▶ What the task asks
Copy every line of the data in which the word "TimestampMicrosecondArray" occurs.

START Information

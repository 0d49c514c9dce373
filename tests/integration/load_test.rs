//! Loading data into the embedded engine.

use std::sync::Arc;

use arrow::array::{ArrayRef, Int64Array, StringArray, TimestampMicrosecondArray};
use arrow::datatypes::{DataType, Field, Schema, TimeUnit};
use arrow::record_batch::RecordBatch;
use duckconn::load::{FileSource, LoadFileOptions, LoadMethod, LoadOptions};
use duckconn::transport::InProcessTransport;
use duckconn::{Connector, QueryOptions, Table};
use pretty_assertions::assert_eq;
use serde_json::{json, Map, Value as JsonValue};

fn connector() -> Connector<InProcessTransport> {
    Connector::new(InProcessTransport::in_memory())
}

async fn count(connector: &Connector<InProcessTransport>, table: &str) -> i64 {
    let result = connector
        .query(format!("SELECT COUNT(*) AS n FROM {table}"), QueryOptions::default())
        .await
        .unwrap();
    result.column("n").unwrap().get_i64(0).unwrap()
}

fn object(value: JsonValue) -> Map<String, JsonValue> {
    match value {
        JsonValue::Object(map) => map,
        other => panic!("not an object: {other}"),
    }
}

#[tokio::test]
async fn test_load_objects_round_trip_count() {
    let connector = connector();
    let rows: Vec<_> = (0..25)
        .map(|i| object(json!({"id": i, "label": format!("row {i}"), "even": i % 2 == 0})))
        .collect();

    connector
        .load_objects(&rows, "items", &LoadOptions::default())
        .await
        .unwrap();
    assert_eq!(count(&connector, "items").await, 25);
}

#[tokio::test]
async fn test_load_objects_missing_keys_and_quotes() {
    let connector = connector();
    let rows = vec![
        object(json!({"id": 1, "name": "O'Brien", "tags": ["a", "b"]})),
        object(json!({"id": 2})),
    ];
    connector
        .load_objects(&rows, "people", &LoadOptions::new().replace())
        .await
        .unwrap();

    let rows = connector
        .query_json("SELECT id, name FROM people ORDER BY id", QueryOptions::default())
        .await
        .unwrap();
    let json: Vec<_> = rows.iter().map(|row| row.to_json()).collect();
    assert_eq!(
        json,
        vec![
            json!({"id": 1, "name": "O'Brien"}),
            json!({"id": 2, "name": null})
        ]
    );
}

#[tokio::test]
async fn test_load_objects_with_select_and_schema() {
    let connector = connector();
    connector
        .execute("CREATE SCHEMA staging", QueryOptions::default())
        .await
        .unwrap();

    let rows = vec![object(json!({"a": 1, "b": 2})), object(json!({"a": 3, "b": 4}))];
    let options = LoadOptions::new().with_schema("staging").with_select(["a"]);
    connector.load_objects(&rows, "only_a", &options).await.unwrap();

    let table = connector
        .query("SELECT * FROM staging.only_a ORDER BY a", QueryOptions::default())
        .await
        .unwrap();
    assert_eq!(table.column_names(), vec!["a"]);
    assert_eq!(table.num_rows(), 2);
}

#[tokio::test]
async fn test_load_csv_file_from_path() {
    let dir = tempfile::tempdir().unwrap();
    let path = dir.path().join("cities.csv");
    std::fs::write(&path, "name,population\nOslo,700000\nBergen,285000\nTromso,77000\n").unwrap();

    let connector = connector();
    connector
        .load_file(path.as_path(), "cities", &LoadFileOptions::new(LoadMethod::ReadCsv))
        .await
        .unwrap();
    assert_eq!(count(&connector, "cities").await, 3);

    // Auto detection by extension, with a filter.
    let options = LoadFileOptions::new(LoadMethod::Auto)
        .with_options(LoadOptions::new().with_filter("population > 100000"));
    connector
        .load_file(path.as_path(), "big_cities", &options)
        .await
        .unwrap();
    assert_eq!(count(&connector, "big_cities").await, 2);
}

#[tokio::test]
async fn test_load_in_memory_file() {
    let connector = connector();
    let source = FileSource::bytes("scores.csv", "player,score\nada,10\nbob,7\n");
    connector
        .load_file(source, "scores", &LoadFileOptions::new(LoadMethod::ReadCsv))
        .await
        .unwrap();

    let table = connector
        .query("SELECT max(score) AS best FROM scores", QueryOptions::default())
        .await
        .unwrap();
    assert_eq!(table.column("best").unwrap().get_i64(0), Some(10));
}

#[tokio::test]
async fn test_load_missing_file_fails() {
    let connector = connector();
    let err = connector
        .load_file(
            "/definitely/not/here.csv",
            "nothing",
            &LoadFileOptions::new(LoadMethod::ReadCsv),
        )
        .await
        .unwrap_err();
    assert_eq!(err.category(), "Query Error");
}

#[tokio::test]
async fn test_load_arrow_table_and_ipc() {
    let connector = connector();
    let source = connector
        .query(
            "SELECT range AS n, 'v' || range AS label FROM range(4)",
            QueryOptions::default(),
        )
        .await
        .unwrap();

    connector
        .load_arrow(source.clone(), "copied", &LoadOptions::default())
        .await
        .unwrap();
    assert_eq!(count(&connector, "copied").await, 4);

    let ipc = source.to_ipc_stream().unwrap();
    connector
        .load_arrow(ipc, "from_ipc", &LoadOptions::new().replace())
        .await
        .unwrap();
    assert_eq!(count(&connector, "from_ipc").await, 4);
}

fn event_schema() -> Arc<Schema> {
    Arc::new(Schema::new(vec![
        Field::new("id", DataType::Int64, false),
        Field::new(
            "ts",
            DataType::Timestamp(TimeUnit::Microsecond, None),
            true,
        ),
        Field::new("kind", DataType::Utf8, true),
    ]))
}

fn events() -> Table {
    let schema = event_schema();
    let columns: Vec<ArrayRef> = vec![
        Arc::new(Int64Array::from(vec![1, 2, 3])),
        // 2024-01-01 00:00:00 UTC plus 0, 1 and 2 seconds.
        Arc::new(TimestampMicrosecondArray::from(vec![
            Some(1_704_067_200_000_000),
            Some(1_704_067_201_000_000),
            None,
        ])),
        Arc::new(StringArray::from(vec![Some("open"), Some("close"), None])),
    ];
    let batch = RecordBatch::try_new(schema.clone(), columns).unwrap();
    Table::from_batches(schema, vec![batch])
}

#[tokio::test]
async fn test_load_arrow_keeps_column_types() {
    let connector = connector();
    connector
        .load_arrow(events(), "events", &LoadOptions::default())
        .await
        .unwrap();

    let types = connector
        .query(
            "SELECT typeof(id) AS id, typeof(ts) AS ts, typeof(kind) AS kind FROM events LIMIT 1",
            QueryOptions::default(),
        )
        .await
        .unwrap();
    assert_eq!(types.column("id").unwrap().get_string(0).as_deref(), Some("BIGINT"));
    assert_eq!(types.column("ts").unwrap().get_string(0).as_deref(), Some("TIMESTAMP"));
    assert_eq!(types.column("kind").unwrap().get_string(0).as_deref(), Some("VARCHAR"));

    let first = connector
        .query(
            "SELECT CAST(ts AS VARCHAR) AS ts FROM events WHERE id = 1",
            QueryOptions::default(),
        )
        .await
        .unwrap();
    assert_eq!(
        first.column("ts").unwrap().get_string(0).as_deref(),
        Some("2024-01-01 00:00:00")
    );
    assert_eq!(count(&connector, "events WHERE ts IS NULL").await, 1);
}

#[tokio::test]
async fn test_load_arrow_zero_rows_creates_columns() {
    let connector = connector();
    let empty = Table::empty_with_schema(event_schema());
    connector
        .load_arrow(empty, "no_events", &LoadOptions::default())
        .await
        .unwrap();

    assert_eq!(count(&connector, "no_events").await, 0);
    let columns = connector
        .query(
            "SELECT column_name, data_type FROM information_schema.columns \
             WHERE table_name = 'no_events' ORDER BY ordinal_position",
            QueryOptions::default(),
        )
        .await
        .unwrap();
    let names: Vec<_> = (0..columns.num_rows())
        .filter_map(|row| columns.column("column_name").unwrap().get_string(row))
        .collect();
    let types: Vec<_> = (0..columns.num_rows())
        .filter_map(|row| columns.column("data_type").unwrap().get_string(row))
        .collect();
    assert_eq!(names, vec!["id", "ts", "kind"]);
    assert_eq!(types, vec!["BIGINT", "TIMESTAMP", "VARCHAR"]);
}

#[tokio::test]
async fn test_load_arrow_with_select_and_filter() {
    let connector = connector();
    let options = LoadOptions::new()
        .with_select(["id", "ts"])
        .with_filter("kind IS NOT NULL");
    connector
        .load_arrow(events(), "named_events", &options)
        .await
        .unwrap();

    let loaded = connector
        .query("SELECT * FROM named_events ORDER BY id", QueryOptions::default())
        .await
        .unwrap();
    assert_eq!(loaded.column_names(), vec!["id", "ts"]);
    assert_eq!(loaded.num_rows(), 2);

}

END Information
START Information

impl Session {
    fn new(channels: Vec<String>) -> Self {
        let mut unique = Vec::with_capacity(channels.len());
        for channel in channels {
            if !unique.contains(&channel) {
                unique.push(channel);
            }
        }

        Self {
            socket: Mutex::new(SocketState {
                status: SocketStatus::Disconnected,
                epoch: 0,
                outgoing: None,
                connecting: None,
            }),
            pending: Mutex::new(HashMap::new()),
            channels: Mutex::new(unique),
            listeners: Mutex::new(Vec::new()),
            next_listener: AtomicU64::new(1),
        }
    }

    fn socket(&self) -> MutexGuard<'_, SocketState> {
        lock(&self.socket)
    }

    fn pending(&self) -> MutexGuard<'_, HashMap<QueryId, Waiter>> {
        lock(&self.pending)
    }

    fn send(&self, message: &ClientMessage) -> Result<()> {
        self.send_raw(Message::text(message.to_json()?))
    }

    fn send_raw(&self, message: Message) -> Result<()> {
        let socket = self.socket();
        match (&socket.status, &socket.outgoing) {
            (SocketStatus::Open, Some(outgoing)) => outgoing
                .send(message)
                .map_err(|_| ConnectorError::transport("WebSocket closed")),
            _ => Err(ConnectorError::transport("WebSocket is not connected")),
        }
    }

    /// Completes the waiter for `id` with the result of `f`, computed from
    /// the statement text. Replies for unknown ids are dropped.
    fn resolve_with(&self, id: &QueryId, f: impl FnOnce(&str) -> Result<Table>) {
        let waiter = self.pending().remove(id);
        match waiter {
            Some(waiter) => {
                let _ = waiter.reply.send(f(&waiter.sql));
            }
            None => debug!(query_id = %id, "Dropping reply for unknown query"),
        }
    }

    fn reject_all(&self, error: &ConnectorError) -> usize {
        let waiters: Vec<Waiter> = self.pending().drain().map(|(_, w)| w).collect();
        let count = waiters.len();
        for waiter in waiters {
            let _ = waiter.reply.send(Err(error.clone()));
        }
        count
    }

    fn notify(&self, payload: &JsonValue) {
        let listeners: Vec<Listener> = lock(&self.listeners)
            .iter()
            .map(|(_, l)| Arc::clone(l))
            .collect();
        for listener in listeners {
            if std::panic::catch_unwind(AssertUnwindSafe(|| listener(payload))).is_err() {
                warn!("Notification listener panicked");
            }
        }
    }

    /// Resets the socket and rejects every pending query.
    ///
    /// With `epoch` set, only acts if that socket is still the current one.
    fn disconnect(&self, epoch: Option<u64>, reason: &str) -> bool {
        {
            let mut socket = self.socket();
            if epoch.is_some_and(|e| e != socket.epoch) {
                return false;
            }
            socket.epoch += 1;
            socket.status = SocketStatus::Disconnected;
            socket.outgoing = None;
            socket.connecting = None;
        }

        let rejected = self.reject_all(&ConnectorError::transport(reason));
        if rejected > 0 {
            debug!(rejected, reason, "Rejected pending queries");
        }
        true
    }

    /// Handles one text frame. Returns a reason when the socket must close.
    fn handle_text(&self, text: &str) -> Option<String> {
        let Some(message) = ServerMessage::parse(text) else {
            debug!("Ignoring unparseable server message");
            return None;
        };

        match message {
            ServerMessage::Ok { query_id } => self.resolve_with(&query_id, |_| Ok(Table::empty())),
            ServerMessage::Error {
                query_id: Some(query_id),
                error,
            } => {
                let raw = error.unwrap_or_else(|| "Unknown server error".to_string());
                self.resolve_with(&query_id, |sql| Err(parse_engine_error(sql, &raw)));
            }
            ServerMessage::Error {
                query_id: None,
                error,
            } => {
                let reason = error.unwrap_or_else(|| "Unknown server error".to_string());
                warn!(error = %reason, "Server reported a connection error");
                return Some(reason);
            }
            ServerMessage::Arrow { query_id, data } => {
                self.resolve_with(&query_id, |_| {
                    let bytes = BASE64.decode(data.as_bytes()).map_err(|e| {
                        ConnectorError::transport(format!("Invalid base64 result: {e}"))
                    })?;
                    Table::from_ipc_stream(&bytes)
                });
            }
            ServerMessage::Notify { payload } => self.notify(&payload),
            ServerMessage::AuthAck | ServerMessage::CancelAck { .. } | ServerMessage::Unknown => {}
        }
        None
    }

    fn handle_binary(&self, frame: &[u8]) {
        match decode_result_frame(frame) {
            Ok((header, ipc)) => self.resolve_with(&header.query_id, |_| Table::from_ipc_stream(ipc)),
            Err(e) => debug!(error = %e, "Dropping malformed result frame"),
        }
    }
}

END Information
START Information

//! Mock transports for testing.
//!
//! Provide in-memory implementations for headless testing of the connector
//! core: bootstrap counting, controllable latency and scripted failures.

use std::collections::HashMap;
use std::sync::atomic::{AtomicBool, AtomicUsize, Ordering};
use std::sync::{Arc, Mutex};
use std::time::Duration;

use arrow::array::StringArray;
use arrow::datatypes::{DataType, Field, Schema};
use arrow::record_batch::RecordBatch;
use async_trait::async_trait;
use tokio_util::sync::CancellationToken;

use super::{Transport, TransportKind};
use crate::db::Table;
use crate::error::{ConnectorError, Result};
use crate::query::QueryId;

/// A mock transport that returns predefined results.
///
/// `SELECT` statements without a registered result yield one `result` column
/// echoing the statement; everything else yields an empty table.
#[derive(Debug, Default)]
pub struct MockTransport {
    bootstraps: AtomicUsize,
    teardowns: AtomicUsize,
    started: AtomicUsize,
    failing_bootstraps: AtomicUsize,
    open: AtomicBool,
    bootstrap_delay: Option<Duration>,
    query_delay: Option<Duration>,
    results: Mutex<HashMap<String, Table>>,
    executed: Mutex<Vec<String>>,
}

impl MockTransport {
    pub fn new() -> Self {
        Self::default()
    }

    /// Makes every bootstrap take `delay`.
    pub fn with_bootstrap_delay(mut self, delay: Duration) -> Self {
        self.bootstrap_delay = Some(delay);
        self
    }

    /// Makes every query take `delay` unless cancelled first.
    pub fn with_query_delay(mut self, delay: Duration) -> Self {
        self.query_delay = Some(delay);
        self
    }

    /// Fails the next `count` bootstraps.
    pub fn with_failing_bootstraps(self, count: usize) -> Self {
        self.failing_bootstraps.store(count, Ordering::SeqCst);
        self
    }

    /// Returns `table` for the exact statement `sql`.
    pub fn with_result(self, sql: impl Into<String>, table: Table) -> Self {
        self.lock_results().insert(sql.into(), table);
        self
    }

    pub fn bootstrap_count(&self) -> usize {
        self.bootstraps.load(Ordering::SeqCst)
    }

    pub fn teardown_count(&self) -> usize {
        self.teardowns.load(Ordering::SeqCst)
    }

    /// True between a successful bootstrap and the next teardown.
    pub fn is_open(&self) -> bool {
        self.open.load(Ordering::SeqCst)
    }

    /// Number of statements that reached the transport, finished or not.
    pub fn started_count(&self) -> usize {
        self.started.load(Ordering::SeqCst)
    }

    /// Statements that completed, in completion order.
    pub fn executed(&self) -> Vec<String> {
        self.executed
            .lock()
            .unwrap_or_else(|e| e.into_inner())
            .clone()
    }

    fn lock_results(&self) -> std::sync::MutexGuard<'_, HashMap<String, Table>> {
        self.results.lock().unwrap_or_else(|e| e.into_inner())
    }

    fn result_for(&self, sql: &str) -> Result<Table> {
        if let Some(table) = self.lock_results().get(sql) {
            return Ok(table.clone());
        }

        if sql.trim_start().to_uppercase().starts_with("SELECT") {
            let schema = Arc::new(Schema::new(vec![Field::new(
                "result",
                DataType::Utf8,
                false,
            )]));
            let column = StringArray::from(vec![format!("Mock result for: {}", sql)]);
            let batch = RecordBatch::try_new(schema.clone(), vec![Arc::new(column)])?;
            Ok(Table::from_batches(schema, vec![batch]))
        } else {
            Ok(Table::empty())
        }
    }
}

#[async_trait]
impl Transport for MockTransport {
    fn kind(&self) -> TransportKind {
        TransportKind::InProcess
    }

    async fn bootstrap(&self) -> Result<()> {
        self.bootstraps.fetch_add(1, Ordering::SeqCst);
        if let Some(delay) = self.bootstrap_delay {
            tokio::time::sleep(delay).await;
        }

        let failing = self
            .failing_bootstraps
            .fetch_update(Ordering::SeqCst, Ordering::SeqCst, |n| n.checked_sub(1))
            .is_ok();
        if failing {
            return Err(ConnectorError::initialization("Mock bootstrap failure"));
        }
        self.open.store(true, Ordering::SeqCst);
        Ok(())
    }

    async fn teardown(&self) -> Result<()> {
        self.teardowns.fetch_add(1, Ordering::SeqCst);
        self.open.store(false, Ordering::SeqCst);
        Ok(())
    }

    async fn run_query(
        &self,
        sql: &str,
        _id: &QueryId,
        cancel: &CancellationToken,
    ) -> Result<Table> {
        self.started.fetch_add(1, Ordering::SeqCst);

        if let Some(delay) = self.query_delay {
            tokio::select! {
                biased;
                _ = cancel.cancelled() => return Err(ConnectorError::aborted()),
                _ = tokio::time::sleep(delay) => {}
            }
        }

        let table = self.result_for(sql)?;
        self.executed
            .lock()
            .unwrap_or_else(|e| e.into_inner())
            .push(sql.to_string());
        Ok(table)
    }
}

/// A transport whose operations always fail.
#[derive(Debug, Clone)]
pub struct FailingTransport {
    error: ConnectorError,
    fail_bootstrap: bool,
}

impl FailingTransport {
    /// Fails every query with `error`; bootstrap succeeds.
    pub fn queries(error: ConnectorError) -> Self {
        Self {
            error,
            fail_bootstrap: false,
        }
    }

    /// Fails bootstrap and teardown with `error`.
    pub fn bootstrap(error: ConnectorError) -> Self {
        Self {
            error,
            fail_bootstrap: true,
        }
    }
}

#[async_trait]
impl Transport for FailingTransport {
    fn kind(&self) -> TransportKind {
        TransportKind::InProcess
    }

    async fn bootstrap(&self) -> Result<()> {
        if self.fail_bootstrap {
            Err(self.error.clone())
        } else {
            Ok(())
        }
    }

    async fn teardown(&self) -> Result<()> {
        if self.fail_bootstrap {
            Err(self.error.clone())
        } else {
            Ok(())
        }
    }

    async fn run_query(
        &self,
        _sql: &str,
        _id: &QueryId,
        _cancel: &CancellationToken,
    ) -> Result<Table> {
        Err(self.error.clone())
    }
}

END Information

▶ Exercise response
use arrow::array::{ArrayRef, Int64Array, StringArray, TimestampMicrosecondArray};
        Arc::new(TimestampMicrosecondArray::from(vec![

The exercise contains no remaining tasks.